EXERCISE DESCRIPTION >>
Of all the lines in the records below, copy only those that contain the string "core".

==*==

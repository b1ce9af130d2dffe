//! Per-request dispatch: resolve, validate, execute, normalize.
//!
//! Every state is terminal; nothing retries here. A client wanting a retry
//! issues a new request. Handler panics are absorbed at this boundary so a
//! single bad invocation never takes the server down with it.

use std::sync::Arc;

use serde_json::Value as JsonValue;
use thiserror::Error;

use crate::core::content::{CallToolResult, GetPromptResult, ReadResourceResult};
use crate::core::registry::CapabilityRegistry;
use crate::core::schema::{self, SchemaError};

/// Protocol-level dispatch failures. Domain failures never appear here;
/// they are normalized into the result payload instead.
#[derive(Debug, Error)]
pub enum DispatchError {
    #[error("unknown tool: {0}")]
    UnknownTool(String),
    #[error("unknown resource: {0}")]
    UnknownResource(String),
    #[error("unknown prompt: {0}")]
    UnknownPrompt(String),
    #[error(transparent)]
    InvalidArguments(#[from] SchemaError),
    /// A resource or prompt handler's own failure; tools never land here
    /// since their domain failures ride the `isError` content channel.
    #[error("{0}")]
    Domain(String),
    #[error("handler for {0} failed unexpectedly")]
    HandlerFault(String),
}

impl DispatchError {
    /// JSON-RPC error code for this failure.
    pub fn code(&self) -> i32 {
        match self {
            DispatchError::UnknownTool(_)
            | DispatchError::UnknownResource(_)
            | DispatchError::UnknownPrompt(_)
            | DispatchError::InvalidArguments(_) => -32602,
            DispatchError::Domain(_) | DispatchError::HandlerFault(_) => -32603,
        }
    }
}

/// Run one tool invocation to completion.
pub async fn call_tool(
    registry: &Arc<CapabilityRegistry>,
    name: &str,
    arguments: &JsonValue,
) -> Result<CallToolResult, DispatchError> {
    // Resolving
    let tool = registry
        .tool(name)
        .ok_or_else(|| DispatchError::UnknownTool(name.to_string()))?
        .clone();

    // Validating: the handler must not run on malformed input.
    schema::validate(&tool.input_schema(), arguments)?;

    // Executing: spawned so a panicking handler surfaces as a JoinError
    // here instead of unwinding through the transport.
    let args = arguments.clone();
    let tool_name = tool.name();
    let joined = tokio::spawn(async move { tool.call(&args).await }).await;

    // Responding
    match joined {
        Ok(Ok(output)) => Ok(CallToolResult::from_output(output)),
        Ok(Err(domain)) => {
            tracing::warn!(tool = tool_name, error = %domain, "tool reported a domain failure");
            metrics::counter!("tool_domain_errors_total", "tool" => tool_name).increment(1);
            Ok(CallToolResult::from_failure(&domain))
        }
        Err(join_err) => {
            tracing::error!(tool = tool_name, error = %join_err, "tool handler fault");
            metrics::counter!("tool_faults_total", "tool" => tool_name).increment(1);
            Err(DispatchError::HandlerFault(tool_name.to_string()))
        }
    }
}

/// Read a resource by its fixed URI. No argument validation on this path.
pub async fn read_resource(
    registry: &Arc<CapabilityRegistry>,
    uri: &str,
) -> Result<ReadResourceResult, DispatchError> {
    let resource = registry
        .resource(uri)
        .ok_or_else(|| DispatchError::UnknownResource(uri.to_string()))?
        .clone();

    let resource_uri = resource.uri();
    let joined = tokio::spawn(async move { resource.read().await }).await;

    match joined {
        Ok(Ok(contents)) => Ok(ReadResourceResult { contents: vec![contents] }),
        Ok(Err(domain)) => {
            tracing::warn!(resource = resource_uri, error = %domain, "resource read failed");
            Err(DispatchError::Domain(domain.to_string()))
        }
        Err(join_err) => {
            tracing::error!(resource = resource_uri, error = %join_err, "resource handler fault");
            Err(DispatchError::HandlerFault(resource_uri.to_string()))
        }
    }
}

/// Render a prompt template with validated arguments.
pub async fn get_prompt(
    registry: &Arc<CapabilityRegistry>,
    name: &str,
    arguments: &JsonValue,
) -> Result<GetPromptResult, DispatchError> {
    let prompt = registry
        .prompt(name)
        .ok_or_else(|| DispatchError::UnknownPrompt(name.to_string()))?
        .clone();

    schema::validate(&prompt.input_schema(), arguments)?;

    let args = arguments.clone();
    let prompt_name = prompt.name();
    let description = prompt.description();
    let joined = tokio::spawn(async move { prompt.render(&args).await }).await;

    match joined {
        Ok(Ok(messages)) => Ok(GetPromptResult {
            description: Some(description.to_string()),
            messages,
        }),
        Ok(Err(domain)) => {
            tracing::warn!(prompt = prompt_name, error = %domain, "prompt render failed");
            Err(DispatchError::Domain(domain.to_string()))
        }
        Err(join_err) => {
            tracing::error!(prompt = prompt_name, error = %join_err, "prompt handler fault");
            Err(DispatchError::HandlerFault(prompt_name.to_string()))
        }
    }
}
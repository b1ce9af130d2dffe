use std::net::SocketAddr;
use std::sync::Arc;

use crate::api::rpc::AppState;
use crate::clients::imagine::ImagineRemote;
use crate::core::registry::{CapabilityRegistry, RegistryError};
use crate::core::rpc::ServerIdentity;
use crate::infra::config::{AppConfig, Config};
use crate::prompts::greeting::FriendlyGreetingPrompt;
use crate::resources::server_info::ServerInfoResource;
use crate::tools::calculator::CalculatorTool;
use crate::tools::clock::ClockTool;
use crate::tools::greeting::GreetingTool;
use crate::tools::imagine::ImagineTool;

/// The startup registration phase: every capability is registered exactly
/// once, then the registry is frozen behind an `Arc`. A duplicate name here
/// aborts startup.
pub fn build_registry(cfg: &AppConfig) -> Result<Arc<CapabilityRegistry>, RegistryError> {
    let info = Arc::new(ServerInfoResource::new(ServerIdentity::default()));

    let mut registry = CapabilityRegistry::new();
    registry.register_tool(Arc::new(GreetingTool::default()))?;
    registry.register_tool(Arc::new(CalculatorTool))?;
    registry.register_tool(Arc::new(ClockTool))?;
    registry.register_tool(Arc::new(ImagineTool::new(ImagineRemote::from_config(&cfg.imagine))))?;
    registry.register_resource(info.clone())?;
    registry.register_prompt(Arc::new(FriendlyGreetingPrompt))?;

    let registry = Arc::new(registry);
    info.attach(Arc::downgrade(&registry));
    Ok(registry)
}

pub async fn run_server() -> anyhow::Result<()> {
    let cfg = Config::from_env();
    let app_cfg = AppConfig::from_env_and_toml();
    tracing::info!(mode = %cfg.mode, port = cfg.port, "BOOT sidekick-mcp");

    let registry = build_registry(&app_cfg)?;
    let state = AppState::new(registry);

    // Stdio mode: speak JSON-RPC over stdin/stdout ONLY (no HTTP).
    if cfg.mode == "stdio" {
        crate::infra::runtime::stdio::serve(state).await?;
        return Ok(());
    }

    let app = crate::infra::http_app::build_app(state);
    let addr: SocketAddr = ([0, 0, 0, 0], cfg.port).into();
    axum::serve(tokio::net::TcpListener::bind(addr).await?, app).await?;
    Ok(())
}
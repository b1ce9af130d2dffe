//! Argument validation against a capability's declared input schema.
//!
//! Schemas are plain `serde_json::Value` literals in the JSON Schema shape
//! the tools already publish through `tools/list`:
//!
//! ```json
//! { "type": "object",
//!   "properties": { "operator": { "type": "string", "enum": ["+","-"] } },
//!   "required": ["operator"] }
//! ```
//!
//! Only the subset the capabilities use is interpreted: `properties`,
//! `required`, per-field `type` (string / number / integer / boolean) and
//! `enum` over strings. Validation is pure; the handler is never invoked
//! here.

use serde_json::Value as JsonValue;
use thiserror::Error;

#[derive(Debug, Clone, PartialEq, Eq)]
pub struct FieldViolation {
    pub field: String,
    pub message: String,
}

impl std::fmt::Display for FieldViolation {
    fn fmt(&self, f: &mut std::fmt::Formatter<'_>) -> std::fmt::Result {
        write!(f, "{}: {}", self.field, self.message)
    }
}

#[derive(Debug, Clone, PartialEq, Eq, Error)]
pub enum SchemaError {
    #[error("arguments must be a JSON object")]
    NotAnObject,
    #[error("invalid arguments: {}", format_violations(.0))]
    Fields(Vec<FieldViolation>),
}

fn format_violations(violations: &[FieldViolation]) -> String {
    violations
        .iter()
        .map(|v| v.to_string())
        .collect::<Vec<_>>()
        .join("; ")
}

/// Check `arguments` against `schema`. Collects every violated field rather
/// than stopping at the first.
pub fn validate(schema: &JsonValue, arguments: &JsonValue) -> Result<(), SchemaError> {
    let empty = serde_json::Map::new();
    let args = match arguments {
        JsonValue::Object(map) => map,
        // Absent params are fine as long as nothing is required.
        JsonValue::Null => &empty,
        _ => return Err(SchemaError::NotAnObject),
    };

    let mut violations = Vec::new();

    if let Some(required) = schema.get("required").and_then(|r| r.as_array()) {
        for field in required.iter().filter_map(|f| f.as_str()) {
            if !args.contains_key(field) {
                violations.push(FieldViolation {
                    field: field.to_string(),
                    message: "missing required field".to_string(),
                });
            }
        }
    }

    if let Some(props) = schema.get("properties").and_then(|p| p.as_object()) {
        for (field, decl) in props {
            let Some(value) = args.get(field) else { continue };

            if let Some(expected) = decl.get("type").and_then(|t| t.as_str()) {
                if let Some(message) = check_type(expected, value) {
                    violations.push(FieldViolation { field: field.clone(), message });
                    continue;
                }
            }

            if let Some(allowed) = decl.get("enum").and_then(|e| e.as_array()) {
                if !allowed.contains(value) {
                    violations.push(FieldViolation {
                        field: field.clone(),
                        message: format!(
                            "{} is not one of {}",
                            value,
                            serde_json::Value::Array(allowed.clone())
                        ),
                    });
                }
            }
        }
    }

    if violations.is_empty() {
        Ok(())
    } else {
        Err(SchemaError::Fields(violations))
    }
}

/// Returns a violation message when `value` does not match the declared
/// primitive type. Numbers accept any real value, including negative and
/// fractional ones.
fn check_type(expected: &str, value: &JsonValue) -> Option<String> {
    let ok = match expected {
        "string" => value.is_string(),
        "number" => value.is_number(),
        "integer" => value.is_i64() || value.is_u64(),
        "boolean" => value.is_boolean(),
        "object" => value.is_object(),
        "array" => value.is_array(),
        _ => true,
    };
    if ok {
        None
    } else {
        Some(format!("expected {expected}, got {}", type_name(value)))
    }
}

fn type_name(value: &JsonValue) -> &'static str {
    match value {
        JsonValue::Null => "null",
        JsonValue::Bool(_) => "boolean",
        JsonValue::Number(_) => "number",
        JsonValue::String(_) => "string",
        JsonValue::Array(_) => "array",
        JsonValue::Object(_) => "object",
    }
}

==*==

TASK ANSWER >>
use crate::core::content::{CallToolResult, GetPromptResult, ReadResourceResult};
use crate::core::registry::CapabilityRegistry;
use crate::core::schema::{self, SchemaError};
use crate::core::registry::{CapabilityRegistry, RegistryError};
use crate::core::rpc::ServerIdentity;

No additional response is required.